Calcium is the most abundant mineral in the body - around 2% of your body weight. Even small children are taught that calcium is important for teeth and bones, but calcium's role in nerve transmission, muscle contraction (especially your heart), hormone production and blood coagulation is less well known, but not less important. There is also some research emerging that links calcium to the prevention of colon, breast and prostate cancers (although it is too early to know conclusively). The best sources include dairy products, dark leafy green vegetables, seeds and soybeans. The daily recommended amount varies for sex and age but is typically between 1000 - 1200 mg per day.
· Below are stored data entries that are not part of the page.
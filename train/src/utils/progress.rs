use crate::common::*;
use indicatif::{ProgressBar, ProgressStyle};

/// Creates a progress bar for a pass over `num_batches` batches.
pub fn batch_progress_bar(desc: &str, num_batches: usize) -> Result<ProgressBar> {
    let bar = ProgressBar::new(num_batches as u64);
    bar.set_style(
        ProgressStyle::with_template(
            "{prefix:>10} [{elapsed_precise}] {bar:40.cyan/blue} {pos}/{len} {msg}",
        )?
        .progress_chars("##-"),
    );
    bar.set_prefix(desc.to_owned());
    Ok(bar)
}
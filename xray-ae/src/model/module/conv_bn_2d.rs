use super::{MaxPool2D, PoolIndices};
use crate::{
    common::*,
    model::shape::{self, Chw},
};

/// Initializer of an encoder layer: `conv -> [max pool] -> [batch norm] -> activation`.
#[derive(Debug, Clone, PartialEq, Eq, Hash)]
pub struct ConvBn2DInit {
    pub in_c: usize,
    pub out_c: usize,
    pub k: usize,
    pub s: usize,
    pub p: usize,
    pub max_pool: bool,
    pub batch_norm: bool,
    pub activation: Activation,
}

impl ConvBn2DInit {
    pub fn new(in_c: usize, out_c: usize, k: usize) -> Self {
        Self {
            in_c,
            out_c,
            k,
            s: 1,
            p: 1,
            max_pool: false,
            batch_norm: true,
            activation: Activation::Relu,
        }
    }

    /// The convolution has a bias term only if batch normalization is disabled.
    pub fn bias(&self) -> bool {
        !self.batch_norm
    }

    pub fn num_params(&self) -> usize {
        let Self {
            in_c, out_c, k, ..
        } = *self;
        let conv = in_c * out_c * k * k + if self.bias() { out_c } else { 0 };
        let bn = if self.batch_norm { 2 * out_c } else { 0 };
        conv + bn
    }

    pub fn output_shape(&self, input: Chw) -> Result<Chw> {
        ensure!(
            input.c == self.in_c,
            "expect {} input channels, but get {}",
            self.in_c,
            input.c
        );
        let conv = Chw::new(
            self.out_c,
            shape::conv_output_len(input.h, self.k, self.s, self.p)?,
            shape::conv_output_len(input.w, self.k, self.s, self.p)?,
        );
        if self.max_pool {
            MaxPool2D.output_shape(conv)
        } else {
            Ok(conv)
        }
    }

    pub fn build<'p, P>(self, path: P) -> ConvBn2D
    where
        P: Borrow<nn::Path<'p>>,
    {
        let path = path.borrow();
        let bias = self.bias();

        let Self {
            in_c,
            out_c,
            k,
            s,
            p,
            max_pool,
            batch_norm,
            activation,
        } = self;

        let conv = nn::conv2d(
            path / "conv",
            in_c as i64,
            out_c as i64,
            k as i64,
            nn::ConvConfig {
                stride: s as i64,
                padding: p as i64,
                bias,
                ..Default::default()
            },
        );
        let max_pool = max_pool.then(|| MaxPool2D);
        let bn = batch_norm.then(|| nn::batch_norm2d(path / "bn", out_c as i64, Default::default()));

        ConvBn2D {
            conv,
            max_pool,
            bn,
            activation,
        }
    }
}

#[derive(Debug)]
pub struct ConvBn2D {
    conv: nn::Conv2D,
    max_pool: Option<MaxPool2D>,
    bn: Option<nn::BatchNorm>,
    activation: Activation,
}

impl ConvBn2D {
    /// Runs the layer, returning the pooling indices if the layer pools.
    pub fn forward_t(&self, xs: &Tensor, train: bool) -> Result<(Tensor, Option<PoolIndices>)> {
        let Self {
            ref conv,
            ref max_pool,
            ref bn,
            activation,
        } = *self;

        let xs = xs.apply(conv);
        let (xs, indices) = match max_pool {
            Some(pool) => {
                let (xs, indices) = pool.forward(&xs)?;
                (xs, Some(indices))
            }
            None => (xs, None),
        };
        let xs = match bn {
            Some(bn) => xs.apply_t(bn, train),
            None => xs,
        };

        Ok((xs.activation(activation), indices))
    }
}
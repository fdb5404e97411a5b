//! The training program for radiograph anomaly detection.

pub mod common;
pub mod config;
pub mod evaluate;
pub mod logging;
pub mod model;
pub mod tracking;
pub mod train;
pub mod utils;

use crate::{
    common::*,
    config::Config,
    logging::LoggingMessage,
    tracking::{TrackingClient, TrackingRun},
    train::{TrainingContext, TrainingOutcome},
};
use xray_ae::dataset::discover_records;

/// The summary written to `metrics.json` at the end of a run.
#[derive(Debug, Clone, Serialize, Deserialize)]
pub struct RunReport {
    pub model: String,
    pub params: IndexMap<String, String>,
    pub validation: IndexMap<String, f64>,
    pub test: IndexMap<String, f64>,
    pub model_file: PathBuf,
}

/// The entry of training program.
pub async fn start(config: Arc<Config>) -> Result<RunReport> {
    let start_time = Local::now();
    let logging_dir = config
        .logging
        .dir
        .join(format!("{}", start_time.format(utils::FILE_STRFTIME)));
    let checkpoint_dir = logging_dir.join("checkpoints");

    // create dirs and save config
    {
        tokio::fs::create_dir_all(&logging_dir).await?;
        tokio::fs::create_dir_all(&checkpoint_dir).await?;
        let path = logging_dir.join("config.json5");
        let text = serde_json::to_string_pretty(&*config)?;
        tokio::fs::write(&path, text).await?;
    }

    // load dataset
    info!("loading dataset");
    let DatasetSplit {
        train,
        validation,
        test,
    } = {
        let dir = config.dataset.dir.clone();
        let splitter = config.dataset.splitter.clone();
        tokio::task::spawn_blocking(move || -> Result<_> {
            let records = discover_records(&dir)?;
            ensure!(!records.is_empty(), "no images found in '{}'", dir.display());
            splitter.split(records)
        })
        .await??
    };
    info!(
        "{} train, {} validation and {} test images",
        train.len(),
        validation.len(),
        test.len()
    );

    let preprocessor = Arc::new(config.preprocessor.build()?);
    let train_set = MuraDataset::new(train, preprocessor.clone());
    let val_set = MuraDataset::new(validation, preprocessor.clone());
    let test_set = MuraDataset::new(test, preprocessor);

    // run parameters
    let params = run_params(&config)?;
    info!("run parameters {:?}", params);

    // tracking server
    let tracking = start_tracking(&config).await?;

    // create channels
    let (logging_tx, logging_rx) = broadcast::channel(64);
    logging_tx
        .send(LoggingMessage::new_params("params", params.clone()))
        .map_err(|_| format_err!("failed to send message to logging worker"))?;

    // start logger
    let logging_future = logging::logging_worker(logging_dir.clone(), tracking, logging_rx).await?;

    // training worker
    let training_future = {
        let ctx = TrainingContext {
            config: config.clone(),
            train_set,
            val_set,
            test_set,
            checkpoint_dir,
            logging_tx,
            runtime: tokio::runtime::Handle::current(),
        };
        tokio::task::spawn_blocking(move || train::training_worker(ctx))
            .map(|result| Fallible::Ok(result??))
    };

    let (outcome, ()) = futures::try_join!(training_future, logging_future)?;
    let TrainingOutcome {
        validation,
        test,
        model_file,
        ..
    } = outcome;

    let to_owned_map = |metrics: EvaluationMetrics| -> IndexMap<String, f64> {
        metrics
            .to_map()
            .into_iter()
            .map(|(name, value)| (name.to_string(), value))
            .collect()
    };
    let report = RunReport {
        model: config.model.name().to_string(),
        params,
        validation: to_owned_map(validation),
        test: to_owned_map(test),
        model_file,
    };

    let path = logging_dir.join("metrics.json");
    tokio::fs::write(&path, serde_json::to_string_pretty(&report)?)
        .await
        .with_context(|| format!("failed to write '{}'", path.display()))?;

    Ok(report)
}

/// The parameters reported to the tracking server.
pub fn run_params(config: &Config) -> Result<IndexMap<String, String>> {
    let Config {
        model,
        preprocessor,
        training,
        ..
    } = config;
    let [height, width] = preprocessor.image_size;
    let trainable_params = model
        .autoencoder_layout()?
        .summary(Chw::new(1, height, width))?
        .trainable_params();

    let params: IndexMap<_, _> = [
        ("model", model.name().to_string()),
        ("batch_size", training.batch_size.to_string()),
        ("image_resolution", format!("{}x{}", height, width)),
        ("num_epochs", training.num_epochs.to_string()),
        ("batch_normalisation", model.batch_norm().to_string()),
        (
            "hist_equalisation",
            preprocessor.hist_equalisation.to_string(),
        ),
        (
            "augmentation",
            preprocessor.augmentation.is_some().to_string(),
        ),
        (
            "masked_loss_on_train",
            training.masked_loss_on_train.to_string(),
        ),
        ("masked_loss_on_val", training.masked_loss_on_val.to_string()),
        ("lr", training.lr.to_string()),
        ("trainable_params", trainable_params.to_string()),
    ]
    .into_iter()
    .map(|(key, value)| (key.to_string(), value))
    .collect();

    Ok(params)
}

/// Asks whether to log to the tracking server and opens a run if so.
async fn start_tracking(config: &Config) -> Result<Option<TrackingRun>> {
    let tracking = match &config.logging.tracking {
        Some(tracking) => tracking,
        None => return Ok(None),
    };

    let answer = tokio::task::spawn_blocking(|| {
        utils::query_yes_no_stdin("Log this run to the tracking server?", false)
    })
    .await??;
    if !answer {
        info!("tracking is disabled for this run");
        return Ok(None);
    }

    let experiment_name = tracking
        .experiment_name
        .as_deref()
        .unwrap_or_else(|| config.model.name());
    Ok(open_tracking_run(&tracking.uri, experiment_name).await)
}

/// Opens a tracking run, or returns `None` with a warning if the server
/// cannot be used.
pub async fn open_tracking_run(uri: &str, experiment_name: &str) -> Option<TrackingRun> {
    let result = async {
        let client = TrackingClient::new(uri)?;
        client.create_run(experiment_name).await
    }
    .await;

    match result {
        Ok(run) => {
            info!(
                "logging to run {} of experiment '{}' at {}",
                run.run_id(),
                experiment_name,
                uri
            );
            Some(run)
        }
        Err(err) => {
            warn!(
                "tracking server {} is unavailable, continue without tracking: {:#}",
                uri, err
            );
            None
        }
    }
}

#[cfg(test)]
mod tests {
    use super::*;

    #[test]
    fn params_of_sample_config() -> Result<()> {
        let path = Path::new(env!("CARGO_MANIFEST_DIR")).join("train.json5");
        let config = Config::open(path)?;
        let params = run_params(&config)?;

        assert_eq!(params["model"], "BottleneckAutoencoder");
        assert_eq!(params["image_resolution"], "512x512");
        assert_eq!(params["batch_normalisation"], "true");
        assert!(params["trainable_params"].parse::<usize>()? > 0);
        Ok(())
    }

    #[tokio::test]
    async fn unreachable_tracking_server_is_skipped() -> Result<()> {
        // reserve a port and close it again so nothing listens there
        let listener = tokio::net::TcpListener::bind("127.0.0.1:0").await?;
        let uri = format!("http://{}", listener.local_addr()?);
        drop(listener);

        assert!(open_tracking_run(&uri, "DCGAN").await.is_none());
        assert!(open_tracking_run("not a url", "DCGAN").await.is_none());
        Ok(())
    }

    #[tokio::test]
    async fn open_run_on_live_server() -> Result<()> {
        let server = tracking::mock_server::MockServer::start(false).await?;
        let run = open_tracking_run(&server.uri, "DCGAN").await;
        assert_eq!(
            run.as_ref().map(|run| run.run_id()),
            Some(tracking::mock_server::RUN_ID)
        );
        Ok(())
    }
}
use crate::common::*;

/// An image file with its patient, study and label, without pixels.
#[derive(Debug, Clone, PartialEq, Eq, Hash, PartialOrd, Ord, Serialize, Deserialize)]
pub struct FileRecord {
    pub path: PathBuf,
    pub patient: String,
    pub study: String,
    /// Whether the study is abnormal.
    pub abnormal: bool,
}

impl FileRecord {
    /// The binary label, 1 for abnormal and 0 for normal.
    pub fn label(&self) -> i64 {
        self.abnormal as i64
    }
}

/// A preprocessed image with its validity mask.
#[derive(Debug, TensorLike)]
pub struct ImageSample {
    /// The `[1, H, W]` image in `[0, 1]`.
    pub image: Tensor,
    /// The `[1, H, W]` validity mask.
    pub mask: Tensor,
    #[tensor_like(copy)]
    pub label: i64,
    #[tensor_like(clone)]
    pub path: PathBuf,
    #[tensor_like(clone)]
    pub patient: String,
}

/// A stack of image samples.
#[derive(Debug, TensorLike)]
pub struct Batch {
    /// The `[B, 1, H, W]` images.
    pub image: Tensor,
    /// The `[B, 1, H, W]` validity masks.
    pub mask: Tensor,
    /// The `[B]` int64 labels.
    pub labels: Tensor,
    #[tensor_like(clone)]
    pub paths: Vec<PathBuf>,
}

impl Batch {
    pub fn from_samples(samples: Vec<ImageSample>) -> Result<Self> {
        ensure!(!samples.is_empty(), "cannot build a batch from zero samples");

        let (images, masks, labels, paths) = samples.into_iter().fold(
            (vec![], vec![], vec![], vec![]),
            |(mut images, mut masks, mut labels, mut paths), sample| {
                let ImageSample {
                    image,
                    mask,
                    label,
                    path,
                    ..
                } = sample;
                images.push(image);
                masks.push(mask);
                labels.push(label);
                paths.push(path);
                (images, masks, labels, paths)
            },
        );

        let image = Tensor::f_stack(&images, 0)?;
        let mask = Tensor::f_stack(&masks, 0)?;
        let labels = Tensor::of_slice(&labels);

        Ok(Self {
            image,
            mask,
            labels,
            paths,
        })
    }

    pub fn len(&self) -> usize {
        self.paths.len()
    }

    pub fn is_empty(&self) -> bool {
        self.paths.is_empty()
    }
}
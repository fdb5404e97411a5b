use crate::{
    common::*,
    model::shape::{self, Chw},
};

/// The argmax locations recorded by a [MaxPool2D] layer.
///
/// The pre-pooling spatial size is kept alongside the indices so that the
/// matching [MaxUnpool2D] restores the exact input size, including odd
/// lengths that pooling rounds down.
#[derive(Debug, TensorLike)]
pub struct PoolIndices {
    pub indices: Tensor,
    #[tensor_like(clone)]
    pub input_hw: [i64; 2],
}

/// 2x2 max pooling with stride 2 that records pooling indices.
#[derive(Debug, Clone, Copy, Default)]
pub struct MaxPool2D;

impl MaxPool2D {
    pub const KERNEL: i64 = 2;
    pub const STRIDE: i64 = 2;

    pub fn forward(&self, xs: &Tensor) -> Result<(Tensor, PoolIndices)> {
        let (_b, _c, h, w) = xs.size4()?;
        let (output, indices) = xs.f_max_pool2d_with_indices(
            &[Self::KERNEL, Self::KERNEL],
            &[Self::STRIDE, Self::STRIDE],
            &[0, 0],
            &[1, 1],
            false,
        )?;
        Ok((
            output,
            PoolIndices {
                indices,
                input_hw: [h, w],
            },
        ))
    }

    pub fn output_shape(&self, input: Chw) -> Result<Chw> {
        Ok(Chw::new(
            input.c,
            shape::pool_output_len(input.h)?,
            shape::pool_output_len(input.w)?,
        ))
    }
}

/// The inverse of [MaxPool2D], scattering values back to the recorded argmax locations.
#[derive(Debug, Clone, Copy, Default)]
pub struct MaxUnpool2D;

impl MaxUnpool2D {
    pub fn forward(&self, xs: &Tensor, indices: &PoolIndices) -> Result<Tensor> {
        let PoolIndices {
            indices,
            input_hw: [h, w],
        } = indices;
        ensure!(
            xs.size() == indices.size(),
            "unpooling input shape {:?} does not match recorded indices shape {:?}",
            xs.size(),
            indices.size()
        );
        let output = xs.f_max_unpool2d(indices, &[*h, *w])?;
        Ok(output)
    }
}
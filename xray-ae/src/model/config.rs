use super::{
    autoencoder::AutoencoderLayout, baseline::BaselineAutoencoderInit,
    bottleneck::BottleneckAutoencoderInit, dcgan::DcganInit,
};
use crate::common::*;

/// Selects one of the model variants.
#[derive(Debug, Clone, PartialEq, Serialize, Deserialize)]
#[serde(tag = "kind")]
pub enum ModelInit {
    Baseline(BaselineAutoencoderInit),
    Bottleneck(BottleneckAutoencoderInit),
    Dcgan(DcganInit),
}

impl ModelInit {
    /// The model name, used for experiment names and saved model files.
    pub fn name(&self) -> &'static str {
        match self {
            Self::Baseline(_) => "BaselineAutoencoder",
            Self::Bottleneck(_) => "BottleneckAutoencoder",
            Self::Dcgan(_) => "DCGAN",
        }
    }

    /// The layout of the network that reconstructs images.
    pub fn autoencoder_layout(&self) -> Result<AutoencoderLayout> {
        match self {
            Self::Baseline(init) => init.layout(),
            Self::Bottleneck(init) => init.layout(),
            Self::Dcgan(init) => init.generator.layout(),
        }
    }

    pub fn batch_norm(&self) -> bool {
        match self {
            Self::Baseline(init) => init.batch_norm,
            Self::Bottleneck(init) => init.batch_norm,
            Self::Dcgan(init) => init.generator.batch_norm,
        }
    }
}
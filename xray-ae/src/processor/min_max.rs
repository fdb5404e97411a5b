use crate::common::*;

/// Scales a float image to `[0, 1]`. Constant images map to zero.
#[derive(Debug, Clone, Copy, PartialEq, Eq, Hash, Default)]
pub struct MinMaxNormalization;

impl MinMaxNormalization {
    pub fn forward(&self, image: &Tensor) -> Result<Tensor> {
        tch::no_grad(|| {
            ensure!(image.numel() > 0, "cannot normalize an empty image");
            let image = image.to_kind(Kind::Float);
            let min = f64::from(&image.min());
            let max = f64::from(&image.max());

            if max - min <= f64::EPSILON {
                return Ok(image.zeros_like());
            }
            Ok((image - min) / (max - min))
        })
    }
}

#[cfg(test)]
mod tests {
    use super::*;
    use approx::assert_abs_diff_eq;

    #[test]
    fn normalize_range() -> Result<()> {
        let image = Tensor::of_slice(&[50f32, 100.0, 150.0]).view([1, 1, 3]);
        let normalized = Vec::<f32>::from(&MinMaxNormalization.forward(&image)?.view([-1]));
        assert_abs_diff_eq!(normalized[0], 0.0);
        assert_abs_diff_eq!(normalized[1], 0.5);
        assert_abs_diff_eq!(normalized[2], 1.0);

        let constant = Tensor::full(&[1, 2, 2], 3.0, FLOAT_CPU);
        let normalized = MinMaxNormalization.forward(&constant)?;
        assert_eq!(f64::from(&normalized.abs().sum(Kind::Float)), 0.0);
        Ok(())
    }
}
//! Image preprocessing and augmentation.

mod augmentation;
mod gray_scale;
mod hist_equalisation;
mod min_max;
mod padding;
mod preprocessor;
mod resize;

pub use augmentation::*;
pub use gray_scale::*;
pub use hist_equalisation::*;
pub use min_max::*;
pub use padding::*;
pub use preprocessor::*;
pub use resize::*;
use crate::common::*;

/// Mean squared error restricted to the valid pixels of a mask.
///
/// Both the input and the target are multiplied by the mask before the
/// squared error is taken. The mean reduction divides by the mask sum
/// instead of the pixel count. An all-zero mask yields a non-finite mean.
#[derive(Debug, Clone, Copy, PartialEq, Eq)]
pub struct MaskedMse {
    reduction: Reduction,
}

impl MaskedMse {
    pub fn new(reduction: Reduction) -> Self {
        Self { reduction }
    }

    pub fn reduction(&self) -> Reduction {
        self.reduction
    }

    pub fn forward(&self, input: &Tensor, target: &Tensor, mask: &Tensor) -> Result<Tensor> {
        ensure!(
            input.size() == target.size(),
            "input shape {:?} and target shape {:?} differ",
            input.size(),
            target.size()
        );

        let loss = (input * mask).mse_loss(&(target * mask), Reduction::None);

        let loss = match self.reduction {
            Reduction::None => loss,
            Reduction::Sum => loss.sum(Kind::Float),
            Reduction::Mean => loss.sum(Kind::Float) / mask.sum(Kind::Float),
            Reduction::Other(_) => bail!("unsupported reduction {:?}", self.reduction),
        };
        Ok(loss)
    }

    /// Sums the unreduced loss over `(C, H, W)`, producing a `[batch_size]` tensor.
    pub fn per_sample(input: &Tensor, target: &Tensor, mask: &Tensor) -> Result<Tensor> {
        let loss = Self::new(Reduction::None).forward(input, target, mask)?;
        Ok(loss.sum_dim_intlist(&[1, 2, 3], false, Kind::Float))
    }
}

impl Default for MaskedMse {
    fn default() -> Self {
        Self::new(Reduction::Mean)
    }
}
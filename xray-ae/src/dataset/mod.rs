//! Dataset discovery, splitting and batching.

mod loader;
mod mura;
mod record;
mod splitter;

pub use loader::*;
pub use mura::*;
pub use record::*;
pub use splitter::*;
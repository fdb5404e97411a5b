use crate::common::*;

/// Scales a `[C, H, W]` float image to fit inside the target size.
#[derive(Debug, Clone, Copy, PartialEq, Eq, Hash)]
pub struct Resize {
    pub height: usize,
    pub width: usize,
}

impl Resize {
    pub fn new(height: usize, width: usize) -> Result<Self> {
        ensure!(
            height > 0 && width > 0,
            "the target size must be positive, but get {}x{}",
            height,
            width
        );
        Ok(Self { height, width })
    }

    /// The content size after fitting `(height, width)` into the target
    /// while keeping the aspect ratio.
    pub fn fitted_size(&self, height: i64, width: i64) -> [i64; 2] {
        let scale_h = self.height as f64 / height as f64;
        let scale_w = self.width as f64 / width as f64;

        if scale_h <= scale_w {
            let new_w = (width as f64 * scale_h) as i64;
            [self.height as i64, new_w.clamp(1, self.width as i64)]
        } else {
            let new_h = (height as f64 * scale_w) as i64;
            [new_h.clamp(1, self.height as i64), self.width as i64]
        }
    }

    pub fn forward(&self, image: &Tensor) -> Result<Tensor> {
        tch::no_grad(|| {
            let (channels, height, width) = image.size3()?;
            ensure!(
                height > 0 && width > 0,
                "cannot resize an empty image"
            );
            let [new_h, new_w] = self.fitted_size(height, width);

            if [new_h, new_w] == [height, width] {
                return Ok(image.shallow_clone());
            }

            let resized = image
                .view([1, channels, height, width])
                .upsample_bilinear2d(&[new_h, new_w], false, None, None)
                .view([channels, new_h, new_w]);
            Ok(resized)
        })
    }
}
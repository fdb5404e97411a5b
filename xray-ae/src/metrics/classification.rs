use super::roc::group_by_decreasing_score;
use crate::common::*;

/// A point of the precision/recall curve.
#[derive(Debug, Clone, Copy, PartialEq, Eq)]
pub struct PrecRec {
    pub threshold: R64,
    pub precision: R64,
    pub recall: R64,
}

impl PrecRec {
    /// The harmonic mean of precision and recall, or `None` if both are zero.
    pub fn f1(&self) -> Option<R64> {
        let Self {
            precision, recall, ..
        } = *self;
        let sum = precision + recall;
        (sum > 0.0).then(|| precision * recall * 2.0 / sum)
    }
}

/// Computes precision and recall at every distinct score threshold.
///
/// A sample is predicted abnormal when `score >= threshold`. Points are
/// ordered by decreasing threshold and the curve stops at the first point
/// reaching full recall.
pub fn precision_recall_curve(scores: &[R64], labels: &[bool]) -> Result<Vec<PrecRec>> {
    ensure!(
        scores.len() == labels.len(),
        "get {} scores but {} labels",
        scores.len(),
        labels.len()
    );
    let num_pos = labels.iter().filter(|&&label| label).count();
    ensure!(
        num_pos > 0,
        "the precision/recall curve requires at least one positive sample"
    );

    let mut curve = vec![];
    let mut tp = 0;
    let mut fp = 0;

    for (threshold, group_tp, group_fp) in group_by_decreasing_score(scores, labels) {
        tp += group_tp;
        fp += group_fp;
        curve.push(PrecRec {
            threshold,
            precision: r64(tp as f64 / (tp + fp) as f64),
            recall: r64(tp as f64 / num_pos as f64),
        });

        if tp == num_pos {
            break;
        }
    }

    Ok(curve)
}

/// F1 score when predicting abnormal for `score > threshold`.
///
/// A score equal to the threshold is predicted normal. It is zero when
/// nothing is correctly predicted abnormal.
pub fn f1_score(scores: &[R64], labels: &[bool], threshold: R64) -> Result<R64> {
    ensure!(
        scores.len() == labels.len(),
        "get {} scores but {} labels",
        scores.len(),
        labels.len()
    );

    let (tp, fp, fn_) = izip!(scores, labels).fold(
        (0usize, 0usize, 0usize),
        |(tp, fp, fn_), (&score, &label)| match (score > threshold, label) {
            (true, true) => (tp + 1, fp, fn_),
            (true, false) => (tp, fp + 1, fn_),
            (false, true) => (tp, fp, fn_ + 1),
            (false, false) => (tp, fp, fn_),
        },
    );

    if tp == 0 {
        return Ok(r64(0.0));
    }
    Ok(r64((2 * tp) as f64 / (2 * tp + fp + fn_) as f64))
}

/// Finds the threshold maximizing F1 on the precision/recall curve.
///
/// Returns `(threshold, f1)`. Among equal F1 values the lowest threshold
/// wins.
pub fn optimal_threshold(scores: &[R64], labels: &[bool]) -> Result<(R64, R64)> {
    let curve = precision_recall_curve(scores, labels)?;

    curve
        .iter()
        .filter_map(|point| Some((point.threshold, point.f1()?)))
        .fold(None, |best: Option<(R64, R64)>, (threshold, f1)| match best {
            Some((_, best_f1)) if best_f1 > f1 => best,
            _ => Some((threshold, f1)),
        })
        .ok_or_else(|| format_err!("no threshold yields a defined F1 score"))
}

#[cfg(test)]
mod tests {
    use super::*;
    use approx::assert_abs_diff_eq;

    fn to_r64(values: &[f64]) -> Vec<R64> {
        values.iter().cloned().map(r64).collect()
    }

    #[test]
    fn perfect_separation_gives_unit_f1() -> Result<()> {
        let scores = to_r64(&[0.05, 0.1, 0.2, 0.7, 0.9]);
        let labels = [false, false, false, true, true];

        let (threshold, f1) = optimal_threshold(&scores, &labels)?;
        assert_abs_diff_eq!(f1.raw(), 1.0);
        assert_abs_diff_eq!(threshold.raw(), 0.7);
        // a threshold between the classes separates them
        assert_abs_diff_eq!(f1_score(&scores, &labels, r64(0.5))?.raw(), 1.0);
        Ok(())
    }

    #[test]
    fn curve_points() -> Result<()> {
        let scores = to_r64(&[0.9, 0.8, 0.7, 0.6, 0.5]);
        let labels = [true, false, true, false, false];

        let curve = precision_recall_curve(&scores, &labels)?;
        // stops at 0.7 where recall reaches 1
        assert_eq!(curve.len(), 3);
        assert_abs_diff_eq!(curve[0].precision.raw(), 1.0);
        assert_abs_diff_eq!(curve[0].recall.raw(), 0.5);
        assert_abs_diff_eq!(curve[1].precision.raw(), 0.5);
        assert_abs_diff_eq!(curve[2].precision.raw(), 2.0 / 3.0);
        assert_abs_diff_eq!(curve[2].recall.raw(), 1.0);

        let (threshold, f1) = optimal_threshold(&scores, &labels)?;
        assert_abs_diff_eq!(threshold.raw(), 0.7);
        assert_abs_diff_eq!(f1.raw(), 0.8);
        Ok(())
    }

    #[test]
    fn f1_edge_cases() -> Result<()> {
        let scores = to_r64(&[0.1, 0.2, 0.3]);
        let labels = [false, true, false];

        // nothing predicted abnormal
        assert_abs_diff_eq!(f1_score(&scores, &labels, r64(1.0))?.raw(), 0.0);
        // everything predicted abnormal
        assert_abs_diff_eq!(f1_score(&scores, &labels, r64(0.0))?.raw(), 0.5);

        assert!(precision_recall_curve(&scores, &[false; 3]).is_err());
        Ok(())
    }

    #[test]
    fn score_at_threshold_is_normal() -> Result<()> {
        let scores = to_r64(&[0.2, 0.5, 0.8]);
        let labels = [false, true, true];

        // 0.5 is not above the threshold, so one abnormal sample is missed
        assert_abs_diff_eq!(
            f1_score(&scores, &labels, r64(0.5))?.raw(),
            2.0 / 3.0,
            epsilon = 1e-9
        );
        assert_abs_diff_eq!(f1_score(&scores, &labels, r64(0.49))?.raw(), 1.0);
        Ok(())
    }
}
Chloride is best known as the other half of the compound sodium chloride (aka salt). It is an anion (has a negative charge) and it is the dominant anion in your blood where it balances the cations (positively charged): sodium and potassium. Chloride helps regulate the pH of your blood, is found in your cerebrospinal fluid, helps with the conservation of potassium, and is involved in the production of stomach acid (hydrochloric acid). The most obvious source of this mineral is salt, but it can also be found in vegetables like tomatoes and asparagus. The daily recommended value for this mineral is 750 mg per day (not hard to get with the amount of salt in the typical diet).

Magnesium is othe fourth most abundant mineral in your body and is of the major essential minerals found in your bones, teeth and muscles. In the body it is usually combined with phosphate. It is a cation like calcium and potassium. Magnesium is required for the ATP cycle (metabolism), as it activates the enzymes involved in the process. It also has a role in the nervous system, muscle contraction (keeps your heart beat regular), repair of DNA, and blood vessels. The best sources of magnesium are meat, poultry, fish, dark green leafy vegetables, soybeans, nuts and seeds. The recommended daily value for magnesium is 400 mg per day.